Healthy plate of food
Boris Johnson's food strategy fails to take action on diets and cost of living.

Johnson’s food strategy slammed as ‘feeble’

The government’s food strategy ducks bold action on food, ignoring the majority of Henry Dimbleby’s recommendations to fix the food system.

The government’s long-awaited food strategy has rejected recommendations that would have tackled childhood hunger, obesity, cost of living, and meat consumption.

A delayed response to Henry Dimbleby’s ambitious and bold recommendations outlined in his National Food Strategy has been denounced as “feeble”, and a series of weak initiatives, rather than a cohesive strategy.

The founder of healthy fast-food chain Leon was chosen by Michael Gove, the minister for Defra at the time, to lead an independent commission into the state of the food system.

“Henry Dimbleby’s National Food Strategy set out a bold and ambitious vision to make good food accessible for all, and the government’s response feels like thin gruel, falling far short,” said head of food policy at the Soil Association, Rob Percival.

“At a time when people are going hungry and the climate, nature and public health crises are escalating, the absence of leadership is palpable.”
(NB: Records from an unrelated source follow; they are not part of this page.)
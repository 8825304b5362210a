use actix_multipart::Multipart;
use actix_web::{HttpRequest, HttpResponse, Responder, get, post, web};
use actix_web_flash_messages::{FlashMessage, IncomingFlashMessages};
use serde::Deserialize;
use tera::Tera;

use crate::domain::filter::FilterState;
use crate::domain::types::ResourceId;
use crate::dto::resources::ResourcePageData;
use crate::forms::draft::DraftState;
use crate::forms::multipart::SaveResourceForm;
use crate::gateway::http::HttpGateway;
use crate::models::config::ServerConfig;
use crate::resources::{self, ResourceDescriptor};
use crate::routes::{
    api_client, base_context, redirect, render_template, service_error_response, unauthorized,
};
use crate::services::ServiceError;
use crate::services::controller::ResourceListController;
use crate::session::SessionContext;

type Controller = ResourceListController<HttpGateway>;

#[derive(Deserialize)]
struct PageQuery {
    page: Option<usize>,
}

/// Page and filter selections carried in a list URL.
struct ListParams {
    page: usize,
    filters: FilterState,
}

impl ListParams {
    /// Unknown parameters are ignored so stale links keep working.
    fn parse(descriptor: &ResourceDescriptor, query: &str) -> Self {
        let pairs: Vec<(String, String)> = serde_html_form::from_str(query).unwrap_or_default();

        let mut page = 1;
        let mut filters = FilterState::new();
        for (key, value) in pairs {
            if key == "page" {
                page = value.trim().parse().unwrap_or(1);
            } else if descriptor.filter(&key).is_some() {
                filters.set(key, Some(value));
            }
        }

        Self { page, filters }
    }
}

fn list_url(descriptor: &ResourceDescriptor, page: usize) -> String {
    format!("/r/{}?page={page}", descriptor.key)
}

fn controller(
    descriptor: &'static ResourceDescriptor,
    http: &web::Data<reqwest::Client>,
    server_config: &web::Data<ServerConfig>,
    session: &SessionContext,
) -> Controller {
    let api = api_client(http, server_config, session);
    ResourceListController::new(
        descriptor,
        HttpGateway::new(api, descriptor),
        session.clone(),
        server_config.api.per_page,
    )
}

fn render_page(
    tera: &Tera,
    flash_messages: &IncomingFlashMessages,
    session: &SessionContext,
    controller: &Controller,
    template: &str,
) -> HttpResponse {
    let data = ResourcePageData::from_controller(controller);

    let mut context = base_context(flash_messages, session, controller.descriptor().key);
    context.insert("resource", &data);

    render_template(tera, template, &context)
}

#[get("/r/{resource}")]
pub async fn show_resources(
    resource: web::Path<String>,
    req: HttpRequest,
    session: SessionContext,
    http: web::Data<reqwest::Client>,
    server_config: web::Data<ServerConfig>,
    flash_messages: IncomingFlashMessages,
    tera: web::Data<Tera>,
) -> impl Responder {
    let Some(descriptor) = resources::find(&resource) else {
        return HttpResponse::NotFound().finish();
    };
    if !session.is_active() {
        return unauthorized();
    }

    let params = ListParams::parse(descriptor, req.query_string());
    let mut controller = controller(descriptor, &http, &server_config, &session);
    controller.restore_view(params.page, params.filters);

    if let Err(err) = controller.mount().await {
        return service_error_response(err, "/");
    }

    render_page(
        &tera,
        &flash_messages,
        &session,
        &controller,
        "resources/index.html",
    )
}

#[get("/r/{resource}/new")]
pub async fn new_resource(
    resource: web::Path<String>,
    query: web::Query<PageQuery>,
    session: SessionContext,
    http: web::Data<reqwest::Client>,
    server_config: web::Data<ServerConfig>,
    flash_messages: IncomingFlashMessages,
    tera: web::Data<Tera>,
) -> impl Responder {
    let Some(descriptor) = resources::find(&resource) else {
        return HttpResponse::NotFound().finish();
    };
    if !session.is_active() {
        return unauthorized();
    }

    let page = query.page.unwrap_or(1);
    let mut controller = controller(descriptor, &http, &server_config, &session);
    controller.restore_view(page, FilterState::new());

    if let Err(err) = controller.load_options().await {
        return service_error_response(err, &list_url(descriptor, page));
    }
    if let Err(err) = controller.open_create() {
        return service_error_response(err, &list_url(descriptor, page));
    }

    render_page(
        &tera,
        &flash_messages,
        &session,
        &controller,
        "resources/form.html",
    )
}

#[get("/r/{resource}/{id}/edit")]
pub async fn edit_resource(
    path: web::Path<(String, String)>,
    req: HttpRequest,
    session: SessionContext,
    http: web::Data<reqwest::Client>,
    server_config: web::Data<ServerConfig>,
    flash_messages: IncomingFlashMessages,
    tera: web::Data<Tera>,
) -> impl Responder {
    let (resource, id) = path.into_inner();
    let Some(descriptor) = resources::find(&resource) else {
        return HttpResponse::NotFound().finish();
    };
    if !session.is_active() {
        return unauthorized();
    }

    let params = ListParams::parse(descriptor, req.query_string());
    let back = list_url(descriptor, params.page);
    let mut controller = controller(descriptor, &http, &server_config, &session);
    controller.restore_view(params.page, params.filters);

    // The record is taken from the page it was listed on.
    if let Err(err) = controller.mount().await {
        return service_error_response(err, &back);
    }

    let opened = ResourceId::new(id)
        .map_err(ServiceError::from)
        .and_then(|id| controller.open_edit_by_id(&id));
    if let Err(err) = opened {
        return match err {
            ServiceError::NotFound => {
                FlashMessage::error(format!("{} not found.", descriptor.singular)).send();
                redirect(&back)
            }
            err => service_error_response(err, &back),
        };
    }

    render_page(
        &tera,
        &flash_messages,
        &session,
        &controller,
        "resources/form.html",
    )
}

#[post("/r/{resource}/save")]
pub async fn save_resource(
    resource: web::Path<String>,
    payload: Multipart,
    session: SessionContext,
    http: web::Data<reqwest::Client>,
    server_config: web::Data<ServerConfig>,
    flash_messages: IncomingFlashMessages,
    tera: web::Data<Tera>,
) -> impl Responder {
    let Some(descriptor) = resources::find(&resource) else {
        return HttpResponse::NotFound().finish();
    };
    if !session.is_active() {
        return unauthorized();
    }

    let form = match SaveResourceForm::from_multipart(payload).await {
        Ok(form) => form,
        Err(err) => {
            log::warn!("Rejected {} form: {err}", descriptor.key);
            return service_error_response(err.into(), &list_url(descriptor, 1));
        }
    };
    let page = form.page.unwrap_or(1);
    let back = list_url(descriptor, page);

    let mut draft = DraftState::empty();
    if let Some(id) = form.id.as_deref() {
        match ResourceId::new(id) {
            Ok(id) => draft.id = Some(id),
            Err(err) => return service_error_response(err.into(), &back),
        }
    }
    for spec in descriptor.form_fields() {
        let value = form.values.get(spec.name).cloned().unwrap_or_default();
        draft.set(spec.name, value);
    }

    let mut controller = controller(descriptor, &http, &server_config, &session);
    controller.restore_view(page, FilterState::new());
    controller.open_draft(draft);

    // Files go up first; their references end up in the draft.
    for (field, file) in form.files {
        match controller.upload_file(&field, file).await {
            Ok(stored) => log::debug!("Stored {field} at {}", stored.path),
            Err(ServiceError::Unauthorized) => return unauthorized(),
            Err(err) => log::warn!("Upload for {} failed: {err}", descriptor.key),
        }
    }

    let Some(draft) = controller.draft().cloned() else {
        return redirect(&back);
    };

    match controller.submit(draft).await {
        Ok(()) => {
            FlashMessage::success(format!("{} saved.", descriptor.singular)).send();
            redirect(&back)
        }
        Err(ServiceError::Unauthorized) => unauthorized(),
        Err(err) => {
            log::warn!("Failed to save {}: {err}", descriptor.key);
            if let Err(ServiceError::Unauthorized) = controller.load_options().await {
                return unauthorized();
            }
            render_page(
                &tera,
                &flash_messages,
                &session,
                &controller,
                "resources/form.html",
            )
        }
    }
}

#[cfg(test)]
mod tests {
    use super::*;
    use crate::resources::catalog::ORDERS;

    #[test]
    fn list_params_keep_known_filters_only() {
        let params = ListParams::parse(
            &ORDERS,
            "page=3&order_status_id=2&start_date=2024-01-01&bogus=1&payment_method_id=",
        );

        assert_eq!(params.page, 3);
        assert_eq!(params.filters.get("order_status_id"), Some("2"));
        assert_eq!(params.filters.get("start_date"), Some("2024-01-01"));
        assert_eq!(params.filters.get("bogus"), None);
        assert_eq!(params.filters.get("payment_method_id"), None);
    }

    #[test]
    fn garbage_page_falls_back_to_first() {
        let params = ListParams::parse(&ORDERS, "page=abc");
        assert_eq!(params.page, 1);
        assert!(params.filters.is_empty());
    }
}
Expert advisor at the Food, Farming and Countryside Commission, Tom MacMillan, pointed out that the government’s response to Dimbleby’s report fails to address 13 out of 14 recommendations proposed, dodging a salt and sugar tax and a ban on junk food marketing, instead suggesting that the responsibility lies with individuals.

Johnson’s strategy equally fails to address soaring food prices, offering no concrete proposals to support households, and ignoring Dimbleby’s recommendation to expand free school meals to tackle children’s hunger and obesity.
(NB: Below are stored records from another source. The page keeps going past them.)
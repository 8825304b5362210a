use serde::Serialize;

use crate::resources;

/// Entry of the home screen menu.
#[derive(Debug, Serialize)]
pub struct ResourceLink {
    pub key: &'static str,
    pub title: &'static str,
    pub can_create: bool,
}

/// Data required to render the main index template.
#[derive(Debug, Serialize)]
pub struct IndexPageData {
    pub resources: Vec<ResourceLink>,
}

impl IndexPageData {
    pub fn new() -> Self {
        Self {
            resources: resources::all()
                .iter()
                .map(|descriptor| ResourceLink {
                    key: descriptor.key,
                    title: descriptor.title,
                    can_create: descriptor.can_create(),
                })
                .collect(),
        }
    }
}

impl Default for IndexPageData {
    fn default() -> Self {
        Self::new()
    }
}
“This is not a comprehensive food strategy when it fails to offer any new measures to address either the cost of living or the human and social cost of obesity,” said campaign coordinator from sustainable food and farming alliance Sustain, Barbara Crowther.
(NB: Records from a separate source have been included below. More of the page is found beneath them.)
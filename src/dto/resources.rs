//! Template-facing view of a resource screen.

use serde::Serialize;

use crate::domain::item::ResourceItem;
use crate::domain::options::{FilterOptions, SelectOption};
use crate::domain::order::OrderLine;
use crate::forms::draft::DraftState;
use crate::gateway::ResourceGateway;
use crate::pagination::Paginated;
use crate::resources::{FieldKind, FieldSpec, ResourceDescriptor};
use crate::services::controller::{ControllerState, ResourceListController};

#[derive(Debug, Serialize)]
pub struct Column {
    pub name: &'static str,
    pub label: &'static str,
    pub kind: FieldKind,
}

#[derive(Debug, Serialize)]
pub struct Cell {
    pub text: String,
    /// Link target for file cells.
    pub url: Option<String>,
}

#[derive(Debug, Serialize)]
pub struct Row {
    pub id: String,
    pub cells: Vec<Cell>,
}

#[derive(Debug, Serialize)]
pub struct FilterView {
    pub param: &'static str,
    pub label: &'static str,
    pub date: bool,
    pub value: String,
    pub options: Vec<SelectOption>,
}

#[derive(Debug, Serialize)]
pub struct FieldView {
    pub name: &'static str,
    pub label: &'static str,
    pub kind: FieldKind,
    pub required: bool,
    /// Locked when editing an existing record.
    pub readonly: bool,
    pub value: String,
    /// Values selected in a multi-select.
    pub selected: Vec<String>,
    pub options: Vec<SelectOption>,
}

#[derive(Debug, Serialize)]
pub struct FormView {
    pub title: String,
    pub id: Option<String>,
    pub fields: Vec<FieldView>,
    /// Read-only lines of the edited record, such as an order's products.
    pub lines: Vec<OrderLine>,
}

/// Everything `resources/index.html` and `resources/form.html` render.
#[derive(Debug, Serialize)]
pub struct ResourcePageData {
    pub key: &'static str,
    pub title: &'static str,
    pub singular: &'static str,
    pub can_create: bool,
    pub can_update: bool,
    pub has_questions: bool,
    pub state: ControllerState,
    pub columns: Vec<Column>,
    pub page: Paginated<Row>,
    pub filters: Vec<FilterView>,
    /// Applied filters as a query string, for page links.
    pub filter_query: String,
    pub notice: Option<String>,
    pub form: Option<FormView>,
}

impl ResourcePageData {
    pub fn from_controller<G: ResourceGateway>(controller: &ResourceListController<G>) -> Self {
        let descriptor = controller.descriptor();
        let options = controller.options();
        let gateway = controller.gateway();

        let columns = descriptor
            .listed_fields()
            .map(|spec| Column {
                name: spec.name,
                label: spec.label,
                kind: spec.kind,
            })
            .collect();

        let rows = controller
            .items()
            .iter()
            .map(|item| row(item, descriptor, options, |r| gateway.file_url(r)))
            .collect();

        let filters = descriptor
            .filters
            .iter()
            .map(|spec| FilterView {
                param: spec.param,
                label: spec.label,
                date: spec.date,
                value: controller
                    .filters()
                    .get(spec.param)
                    .unwrap_or_default()
                    .to_string(),
                options: spec
                    .options
                    .map(|key| options.get(key).to_vec())
                    .unwrap_or_default(),
            })
            .collect();

        let applied: Vec<(&str, &str)> = controller.applied_filters().iter().collect();
        let filter_query = serde_html_form::to_string(&applied).unwrap_or_default();

        Self {
            key: descriptor.key,
            title: descriptor.title,
            singular: descriptor.singular,
            can_create: descriptor.can_create(),
            can_update: descriptor.can_update(),
            has_questions: descriptor.key == "mock-tests",
            state: controller.state(),
            columns,
            page: Paginated::new(rows, controller.paginator()),
            filters,
            filter_query,
            notice: controller.notice().map(str::to_string),
            form: controller
                .draft()
                .map(|draft| form_view(draft, descriptor, options, controller.items())),
        }
    }
}

fn row(
    item: &ResourceItem,
    descriptor: &ResourceDescriptor,
    options: &FilterOptions,
    file_url: impl Fn(&str) -> String,
) -> Row {
    let decorated;
    let item = match descriptor.decorate {
        Some(decorate) => {
            let mut copy = item.clone();
            decorate(&mut copy);
            decorated = copy;
            &decorated
        }
        None => item,
    };

    let cells = descriptor
        .listed_fields()
        .map(|spec| {
            let text = item.text(spec.name);
            match (spec.kind, spec.options) {
                (FieldKind::File, _) if !text.trim().is_empty() => Cell {
                    url: Some(file_url(&text)),
                    text,
                },
                (FieldKind::Select, Some(key)) => Cell {
                    text: options.label_for(key, &text).to_string(),
                    url: None,
                },
                _ => Cell { text, url: None },
            }
        })
        .collect();

    Row {
        id: item.id.to_string(),
        cells,
    }
}

fn form_view(
    draft: &DraftState,
    descriptor: &ResourceDescriptor,
    options: &FilterOptions,
    items: &[ResourceItem],
) -> FormView {
    let creating = draft.is_new();
    let title = if creating {
        format!("New {}", descriptor.singular)
    } else {
        format!("Edit {}", descriptor.singular)
    };

    let lines = match (descriptor.line_items, &draft.id) {
        (Some(lines_of), Some(id)) => items
            .iter()
            .find(|item| &item.id == id)
            .map(lines_of)
            .unwrap_or_default(),
        _ => Vec::new(),
    };

    FormView {
        title,
        id: draft.id.as_ref().map(ToString::to_string),
        lines,
        fields: descriptor
            .form_fields()
            .map(|spec| field_view(spec, draft, options, creating))
            .collect(),
    }
}

fn field_view(
    spec: &'static FieldSpec,
    draft: &DraftState,
    options: &FilterOptions,
    creating: bool,
) -> FieldView {
    let value = draft.get(spec.name).unwrap_or_default().to_string();
    let selected = match spec.kind {
        FieldKind::MultiSelect => value
            .split(',')
            .map(str::trim)
            .filter(|v| !v.is_empty())
            .map(str::to_string)
            .collect(),
        _ => Vec::new(),
    };

    FieldView {
        name: spec.name,
        label: spec.label,
        kind: spec.kind,
        required: spec.is_required(creating),
        readonly: !creating && !spec.editable,
        value,
        selected,
        options: spec
            .options
            .map(|key| options.get(key).to_vec())
            .unwrap_or_default(),
    }
}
The strategy does not address the link between food, farming and health in a joined-up way. Instead, isolated areas, including industrially grown cucumbers, aquaculture and alternative proteins will receive investment as sustainable sources of food, but there is little explanation how they will lead to healthier diets.

Eating more sustainable venison was in a leaked copy of the strategy but was cut from the final version after being met with widespread ridicule.

The government said it will support regenerative farming to sustainably produce protein, although it is unclear in the paper how the government intends to support these practices and what regenerative farming means.

Critics have also questioned the government’s refusal to tell citizens to reduce the amount of meat in their diets, despite Dimbleby explicitly calling for a 30 per cent reduction.

“Careful livestock farming can be a boon to the environment, but our current appetite for meat is unsustainable: 85 per cent of farmland is used to feed livestock. We need some of that land back,” said Dimbleby in the National Food Strategy.

Instead, the government’s approach to the damaging impacts of livestock is limited to feed additives to reduce methane emissions and gene editing.

“The White Paper seems to focus heavily on hi-tech solutions and industrial farming, which the LWA believes is fundamentally the wrong way to go.” said a spokesperson for the Landworkers Alliance, a grassroots union of farmers, foresters and land-based workers.

“What we need is a whole system change – the white paper totally lacks the ambition to achieve this.”

“The document is not really a strategy, because it lacks a coherent set of actions – it’s more a collection of aspirations or proposals for consultation, with a few, relatively minor, concrete proposals thrown in,” said director at the Centre for Food Policy, Dr Rosalind Sharpe.

Despite its frosty reception, trade magazine the Grocer believe that the strategy could be more influential in the long term, recognising the mere inclusion of the ‘junk food cycle’ into the government vocabulary is a big achievement.

Campaigners have also welcomed the ambition to source half of public sector food from sustainable accreditations.

“There are fragments of policy that offer hope, especially the ambition that half of public sector expenditure should be spent on food produced locally or to higher environmental standards, like organic,” said Percival.